Adenylyl cyclase type 5 (AC5) is sensitive to both high and low affinity inhibition by Ca2+. This property provides a sensitive feedback mechanism of the Ca2+ entry that is potentiated by cAMP in sources where AC5 is commonly expressed (e.g. myocardium). Remarkably little is known about the molecular mechanism whereby Ca2+ inhibits AC5. Because previous studies had showed that Ca2+ antagonized the activation of adenylyl cyclase brought about by Mg2+, we have now evaluated the Mg2+-binding domain in the catalytic site as the potential site of the interaction, using a number of mutations of AC5 with impaired Mg2+ activation.

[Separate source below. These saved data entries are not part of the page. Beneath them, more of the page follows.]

//! Property-based tests for lasynth-core primitives.
//!
//! Checks the saturation curve, the bit-serial multiplier and ring buffer
//! addressing over randomized inputs.

use lasynth_core::{RingBuffer, SATURATION_KNEE, serial_mul, soft_saturate};
use proptest::prelude::*;

proptest! {
    #![proptest_config(ProptestConfig::with_cases(500))]

    /// Soft saturation is odd-symmetric and never exceeds the 16-bit range.
    #[test]
    fn soft_saturate_bounded_and_symmetric(x in -10_000_000i32..10_000_000i32) {
        let y = soft_saturate(x);
        prop_assert!(y > i16::MIN);
        prop_assert_eq!(soft_saturate(-x), -y);
        if x.abs() <= SATURATION_KNEE {
            prop_assert_eq!(i32::from(y), x);
        }
    }

    /// Soft saturation is monotonic.
    #[test]
    fn soft_saturate_monotonic(a in -1_000_000i32..1_000_000i32, b in -1_000_000i32..1_000_000i32) {
        let (lo, hi) = if a <= b { (a, b) } else { (b, a) };
        prop_assert!(soft_saturate(lo) <= soft_saturate(hi));
    }

    /// The bit-serial multiply stays within a few LSB of the exact product.
    #[test]
    fn serial_mul_close_to_product(
        sample in -32768i32..=32767i32,
        add_mask in any::<u8>(),
        carry_mask in any::<u8>(),
    ) {
        let exact = (sample * i32::from(add_mask)) >> 8;
        let got = serial_mul(sample, add_mask, carry_mask);
        prop_assert!((got - exact).abs() <= 8, "got {} exact {}", got, exact);
    }

    /// A sample written `d` steps ago is read back with `tap(d)`.
    #[test]
    fn ring_buffer_tap_reads_history(
        capacity in 2usize..256,
        writes in prop::collection::vec(any::<i16>(), 1..512),
        delay_seed in any::<usize>(),
    ) {
        let mut ring = RingBuffer::new(capacity);
        for &s in &writes {
            ring.store(s);
            ring.advance();
        }
        let max_delay = writes.len().min(capacity - 1);
        prop_assume!(max_delay >= 1);
        let delay = 1 + delay_seed % max_delay;
        prop_assert_eq!(ring.tap(delay), writes[writes.len() - delay]);
    }
}
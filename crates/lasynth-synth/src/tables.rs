//! Control tables: fixed-point conversion tables and the validated ROM data.
//!
//! Two layers live here:
//!
//! - [`MathTables`] - the exponential, log-sine and envelope tables the LA32
//!   uses instead of floating-point math. They are pure functions of their
//!   index and are computed once per [`ControlTables`].
//! - [`ControlTables`] - the math tables plus everything loaded from the
//!   control and PCM ROMs, validated and parsed. Built once, then shared
//!   read-only between sessions through an [`Arc`].
//!
//! # Units
//!
//! | Quantity | Unit |
//! |----------|------|
//! | Log attenuation | 1/4096 octave (4096 = -6.02 dB) |
//! | Pitch | 1/4096 octave, 37133 = middle C square |
//! | Linear magnitude | 13-bit, 8191 = full scale |

use std::sync::Arc;

use libm::{ceil, exp2, log2, log10, sin};

use crate::error::{InitError, Result};
use crate::patch::{Patch, RhythmKey};
use crate::rom::{
    ControlRom, MIN_PCM_SAMPLES, PATCH_BLOCK_SIZE, PATCH_COUNT, PcmRom, PcmWaveDescriptor,
    RHYTHM_BLOCK_SIZE, RHYTHM_KEY_COUNT, TIMBRE_BLOCK_SIZE,
};
use crate::timbre::Timbre;

/// Attenuation at or above which [`MathTables::unlog`] returns zero.
pub const SILENT_ATTENUATION: u32 = 14 << 12;

/// Fixed-point conversion tables.
#[derive(Debug, Clone)]
pub struct MathTables {
    /// `8192 * 2^(-i/512)`, capped at 8191. Linear magnitude of one 1/512-octave step.
    pub exp9: [u16; 512],
    /// `-log2(sin((i + 0.5) * pi / 1024)) * 4096`. Log attenuation of a quarter sine.
    pub logsin9: [u16; 512],
    /// Envelope time base for a ramp of `i` target units.
    pub env_log_time: [u8; 256],
    /// Amplitude subtraction for a 0-100 level.
    pub level_to_amp_subtraction: [u8; 101],
    /// Amplitude subtraction for a 0-100 master volume.
    pub master_vol_to_amp_subtraction: [u8; 101],
    /// Pulse width parameter (0-100) rescaled to 0-255.
    pub pulse_width_100_to_255: [u8; 101],
    /// Per-sample resonance decay rate, indexed by `resonance >> 2`.
    pub res_amp_decay_factor: [u8; 8],
}

impl Default for MathTables {
    fn default() -> Self {
        Self::new()
    }
}

impl MathTables {
    /// Compute every table.
    pub fn new() -> Self {
        let mut exp9 = [0u16; 512];
        let mut logsin9 = [0u16; 512];
        for i in 0..512 {
            let lin = 8192.0 * exp2(-(i as f64) / 512.0);
            exp9[i] = (lin + 0.5).min(8191.0) as u16;
            let s = sin((i as f64 + 0.5) * core::f64::consts::PI / 1024.0);
            logsin9[i] = (-log2(s) * 4096.0 + 0.5) as u16;
        }

        let mut env_log_time = [0u8; 256];
        env_log_time[0] = 64;
        for i in 1..256 {
            env_log_time[i] = ceil(64.0 + log2(i as f64) * 8.0) as u8;
        }

        let mut level_to_amp_subtraction = [0u8; 101];
        let mut master_vol_to_amp_subtraction = [0u8; 101];
        let mut pulse_width_100_to_255 = [0u8; 101];
        master_vol_to_amp_subtraction[0] = 255;
        for i in 0..=100 {
            let v = (2.0 - log10(i as f64 + 1.0)) * 128.0;
            level_to_amp_subtraction[i] = ((v + 1.0) as i32).clamp(0, 255) as u8;
            if i > 0 {
                master_vol_to_amp_subtraction[i] =
                    (106.31 - 16.0 * log2(i as f64)).max(0.0) as u8;
            }
            pulse_width_100_to_255[i] = (i as f64 * 255.0 / 100.0 + 0.5) as u8;
        }

        Self {
            exp9,
            logsin9,
            env_log_time,
            level_to_amp_subtraction,
            master_vol_to_amp_subtraction,
            pulse_width_100_to_255,
            res_amp_decay_factor: [31, 16, 12, 8, 5, 3, 2, 1],
        }
    }

    /// Linear magnitude (0-8191) of a log attenuation.
    #[inline]
    pub fn unlog(&self, attenuation: u32) -> i32 {
        if attenuation >= SILENT_ATTENUATION {
            return 0;
        }
        i32::from(self.exp9[((attenuation & 4095) >> 3) as usize]) >> (attenuation >> 12)
    }

    /// `2^(frac / 4096)` in Q12 (4096..8191), for `frac` in 0..4096.
    #[inline]
    pub fn exp2_mantissa(&self, frac: u32) -> u32 {
        let frac = frac & 4095;
        if frac == 0 {
            4096
        } else {
            u32::from(self.exp9[((4096 - frac) >> 3) as usize])
        }
    }

    /// Log attenuation of `|sin(x)|` where `index` spans a quarter period in 512 steps.
    #[inline]
    pub fn logsin(&self, index: usize) -> u32 {
        u32::from(self.logsin9[index & 511])
    }
}

/// Immutable engine data: math tables plus the parsed ROMs.
///
/// # Example
///
/// ```rust
/// use lasynth_synth::{ControlRom, ControlTables, PcmRom};
///
/// let tables = ControlTables::load(&ControlRom::factory(), &PcmRom::factory()).unwrap();
/// assert!(tables.timbre_count() >= 128);
/// ```
#[derive(Debug, Clone)]
pub struct ControlTables {
    math: MathTables,
    pcm_samples: Vec<i16>,
    pcm_waves: Vec<PcmWaveDescriptor>,
    timbres: Vec<Timbre>,
    patches: Vec<Patch>,
    rhythm: Vec<RhythmKey>,
}

impl ControlTables {
    /// Validate and parse both ROMs.
    ///
    /// Structural problems (short tables, waves outside the sample ROM) are
    /// errors. Out-of-range parameter bytes inside otherwise well-formed
    /// blocks are clamped, not rejected.
    pub fn load(control: &ControlRom, pcm: &PcmRom) -> Result<Arc<Self>> {
        let result = Self::parse(control, pcm);
        #[cfg(feature = "tracing")]
        match &result {
            Ok(tables) => tracing::info!(
                "control tables loaded: {} timbres, {} PCM waves, {} PCM samples",
                tables.timbres.len(),
                tables.pcm_waves.len(),
                tables.pcm_samples.len()
            ),
            Err(e) => tracing::warn!("control tables rejected: {e}"),
        }
        result.map(Arc::new)
    }

    /// Load the built-in factory ROM set.
    pub fn factory() -> Result<Arc<Self>> {
        Self::load(&ControlRom::factory(), &PcmRom::factory())
    }

    fn parse(control: &ControlRom, pcm: &PcmRom) -> Result<Self> {
        if control.timbres.is_empty() {
            return Err(InitError::TimbreBankEmpty);
        }
        if control.timbres.len() % TIMBRE_BLOCK_SIZE != 0 {
            return Err(InitError::truncated_timbres(control.timbres.len()));
        }
        let patch_len = PATCH_COUNT * PATCH_BLOCK_SIZE;
        if control.patches.len() < patch_len {
            return Err(InitError::PatchTableTruncated {
                len: control.patches.len(),
                expected: patch_len,
            });
        }
        let rhythm_len = RHYTHM_KEY_COUNT * RHYTHM_BLOCK_SIZE;
        if control.rhythm.len() < rhythm_len {
            return Err(InitError::RhythmTableTruncated {
                len: control.rhythm.len(),
                expected: rhythm_len,
            });
        }
        if pcm.samples.len() < MIN_PCM_SAMPLES {
            return Err(InitError::PcmRomTooSmall {
                len: pcm.samples.len(),
                min: MIN_PCM_SAMPLES,
            });
        }
        for (index, wave) in control.pcm_waves.iter().enumerate() {
            if wave.len == 0 {
                return Err(InitError::PcmWaveEmpty { index });
            }
            let end = u64::from(wave.start) + u64::from(wave.len);
            if end > pcm.samples.len() as u64 {
                return Err(InitError::PcmWaveOutOfRange {
                    index,
                    end,
                    rom_len: pcm.samples.len(),
                });
            }
        }

        let timbres = control
            .timbres
            .chunks_exact(TIMBRE_BLOCK_SIZE)
            .map(Timbre::from_bytes)
            .collect();
        let patches = control.patches[..patch_len]
            .chunks_exact(PATCH_BLOCK_SIZE)
            .map(Patch::from_bytes)
            .collect();
        let rhythm = control.rhythm[..rhythm_len]
            .chunks_exact(RHYTHM_BLOCK_SIZE)
            .map(RhythmKey::from_bytes)
            .collect();

        Ok(Self {
            math: MathTables::new(),
            pcm_samples: pcm.samples.clone(),
            pcm_waves: control.pcm_waves.clone(),
            timbres,
            patches,
            rhythm,
        })
    }

    /// Conversion tables.
    #[inline]
    pub fn math(&self) -> &MathTables {
        &self.math
    }

    /// The whole PCM sample ROM.
    #[inline]
    pub fn pcm_samples(&self) -> &[i16] {
        &self.pcm_samples
    }

    /// Descriptor of PCM wave `index`, if the ROM has one.
    pub fn pcm_wave(&self, index: usize) -> Option<&PcmWaveDescriptor> {
        self.pcm_waves.get(index)
    }

    /// Number of PCM wave descriptors.
    pub fn pcm_wave_count(&self) -> usize {
        self.pcm_waves.len()
    }

    /// ROM timbre `index`, if present.
    pub fn rom_timbre(&self, index: usize) -> Option<&Timbre> {
        self.timbres.get(index)
    }

    /// Number of ROM timbres.
    pub fn timbre_count(&self) -> usize {
        self.timbres.len()
    }

    /// The power-on patch table (128 entries).
    pub fn default_patches(&self) -> &[Patch] {
        &self.patches
    }

    /// The power-on rhythm setup, one entry per rhythm key.
    pub fn default_rhythm(&self) -> &[RhythmKey] {
        &self.rhythm
    }
}

#[cfg(test)]
mod tests {
    use super::*;

    #[test]
    fn test_exp9_endpoints() {
        let t = MathTables::new();
        assert_eq!(t.exp9[0], 8191);
        // Half an octave down is 1/sqrt(2).
        assert_eq!(t.exp9[256], 5793);
        assert!(t.exp9[511] >= 4096 && t.exp9[511] < 4110);
        assert!(t.exp9.windows(2).all(|w| w[0] >= w[1]));
    }

    #[test]
    fn test_logsin9_shape() {
        let t = MathTables::new();
        // Near the zero crossing the attenuation is large, at the peak near zero.
        assert!(t.logsin9[0] > 36000);
        assert!(t.logsin9[511] < 4);
        assert!(t.logsin9.windows(2).all(|w| w[0] >= w[1]));
    }

    #[test]
    fn test_env_log_time() {
        let t = MathTables::new();
        assert_eq!(t.env_log_time[0], 64);
        assert_eq!(t.env_log_time[1], 64);
        assert_eq!(t.env_log_time[2], 72);
        assert_eq!(t.env_log_time[255], 128);
    }

    #[test]
    fn test_level_tables() {
        let t = MathTables::new();
        assert_eq!(t.level_to_amp_subtraction[0], 255);
        assert_eq!(t.level_to_amp_subtraction[100], 0);
        assert_eq!(t.master_vol_to_amp_subtraction[0], 255);
        assert_eq!(t.master_vol_to_amp_subtraction[100], 0);
        assert_eq!(t.pulse_width_100_to_255[0], 0);
        assert_eq!(t.pulse_width_100_to_255[50], 128);
        assert_eq!(t.pulse_width_100_to_255[100], 255);
    }

    #[test]
    fn test_unlog() {
        let t = MathTables::new();
        assert_eq!(t.unlog(0), 8191);
        assert_eq!(t.unlog(4096), 4095);
        assert_eq!(t.unlog(SILENT_ATTENUATION), 0);
        assert_eq!(t.unlog(u32::MAX), 0);
    }

    #[test]
    fn test_exp2_mantissa() {
        let t = MathTables::new();
        assert_eq!(t.exp2_mantissa(0), 4096);
        // 2^0.5 * 4096
        assert_eq!(t.exp2_mantissa(2048), 5793);
        assert!(t.exp2_mantissa(4095) > 8180);
    }

    #[test]
    fn test_load_factory() {
        let tables = ControlTables::factory().unwrap();
        assert!(tables.timbre_count() >= 128);
        assert_eq!(tables.default_patches().len(), PATCH_COUNT);
        assert_eq!(tables.default_rhythm().len(), RHYTHM_KEY_COUNT);
        assert!(tables.pcm_wave_count() > 0);
        for i in 0..tables.pcm_wave_count() {
            let w = tables.pcm_wave(i).unwrap();
            assert!((w.start + w.len) as usize <= tables.pcm_samples().len());
        }
    }

    #[test]
    fn test_load_rejects_empty_timbres() {
        let mut rom = ControlRom::factory();
        rom.timbres.clear();
        let err = ControlTables::load(&rom, &PcmRom::factory()).unwrap_err();
        assert_eq!(err, InitError::TimbreBankEmpty);
    }

    #[test]
    fn test_load_rejects_truncated_timbres() {
        let mut rom = ControlRom::factory();
        rom.timbres.pop();
        let err = ControlTables::load(&rom, &PcmRom::factory()).unwrap_err();
        assert!(matches!(err, InitError::TimbreBankTruncated { .. }));
    }

    #[test]
    fn test_load_rejects_short_patch_table() {
        let mut rom = ControlRom::factory();
        rom.patches.truncate(100);
        let err = ControlTables::load(&rom, &PcmRom::factory()).unwrap_err();
        assert_eq!(
            err,
            InitError::PatchTableTruncated {
                len: 100,
                expected: 1024
            }
        );
    }

    #[test]
    fn test_load_rejects_short_rhythm_table() {
        let mut rom = ControlRom::factory();
        rom.rhythm.truncate(8);
        let err = ControlTables::load(&rom, &PcmRom::factory()).unwrap_err();
        assert!(matches!(err, InitError::RhythmTableTruncated { len: 8, .. }));
    }

    #[test]
    fn test_load_rejects_small_pcm() {
        let pcm = PcmRom {
            samples: vec![0; 16],
        };
        let err = ControlTables::load(&ControlRom::factory(), &pcm).unwrap_err();
        assert!(matches!(err, InitError::PcmRomTooSmall { len: 16, .. }));
    }

    #[test]
    fn test_load_rejects_wave_out_of_range() {
        let mut rom = ControlRom::factory();
        let pcm = PcmRom::factory();
        rom.pcm_waves[0].start = pcm.samples.len() as u32;
        let err = ControlTables::load(&rom, &pcm).unwrap_err();
        assert!(matches!(err, InitError::PcmWaveOutOfRange { index: 0, .. }));
    }

    #[test]
    fn test_load_rejects_empty_wave() {
        let mut rom = ControlRom::factory();
        rom.pcm_waves[1].len = 0;
        let err = ControlTables::load(&rom, &PcmRom::factory()).unwrap_err();
        assert_eq!(err, InitError::PcmWaveEmpty { index: 1 });
    }
}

Mg2+ activation exerted contrasting effects on the high and low affinity Ca2+ inhibition. In both wild type and mutants, activation by Mg2+ decreased the absolute amount of high affinity inhibition without affecting the Ki value, whereas the Ki value for low affinity inhibition was decreased. These effects were directly proportional to the sensitivity of the mutants to Mg2+. Parallel changes were noted in the efficacies of Ca2+, Sr2+, and Ba2+ in the mutant species, suggesting a simple mutation in a shared domain. Strikingly, forskolin, which activates by a mechanism different from Mg2+, did not modify inhibition by Ca2+. Deletion of the N terminus and the C1b domain of AC5 and a chimera formed with AC2 confirmed that the catalytic domain alone was responsible for high affinity inhibition. We therefore conclude that both low and high affinity inhibition by Ca2+ are exerted on different conformations of the Mg2+-binding sites in the catalytic domain of AC5.